### THE TASK
Could you restate word for word every line from the one containing "#[derive(Default, Debug)]" to the end of the records, and nothing else?

(Stored data entries)
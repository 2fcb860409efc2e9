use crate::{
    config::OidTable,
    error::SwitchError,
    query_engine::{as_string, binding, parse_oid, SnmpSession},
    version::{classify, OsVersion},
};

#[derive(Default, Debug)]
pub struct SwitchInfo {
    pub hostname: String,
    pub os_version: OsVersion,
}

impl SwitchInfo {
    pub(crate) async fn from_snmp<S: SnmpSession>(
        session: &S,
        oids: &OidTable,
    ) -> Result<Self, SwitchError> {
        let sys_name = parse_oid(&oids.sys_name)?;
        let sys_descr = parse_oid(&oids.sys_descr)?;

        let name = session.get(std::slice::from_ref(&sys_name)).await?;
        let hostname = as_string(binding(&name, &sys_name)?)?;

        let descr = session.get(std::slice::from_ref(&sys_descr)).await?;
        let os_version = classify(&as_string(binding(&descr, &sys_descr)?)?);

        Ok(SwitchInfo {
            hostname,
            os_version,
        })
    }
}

### TASK SOLUTION
#[derive(Default, Debug)]
pub struct SwitchInfo {
    pub hostname: String,
    pub os_version: OsVersion,
}

impl SwitchInfo {
    pub(crate) async fn from_snmp<S: SnmpSession>(
        session: &S,
        oids: &OidTable,
    ) -> Result<Self, SwitchError> {
        let sys_name = parse_oid(&oids.sys_name)?;
        let sys_descr = parse_oid(&oids.sys_descr)?;

        let name = session.get(std::slice::from_ref(&sys_name)).await?;
        let hostname = as_string(binding(&name, &sys_name)?)?;

        let descr = session.get(std::slice::from_ref(&sys_descr)).await?;
        let os_version = classify(&as_string(binding(&descr, &sys_descr)?)?);

        Ok(SwitchInfo {
            hostname,
            os_version,
        })
    }
}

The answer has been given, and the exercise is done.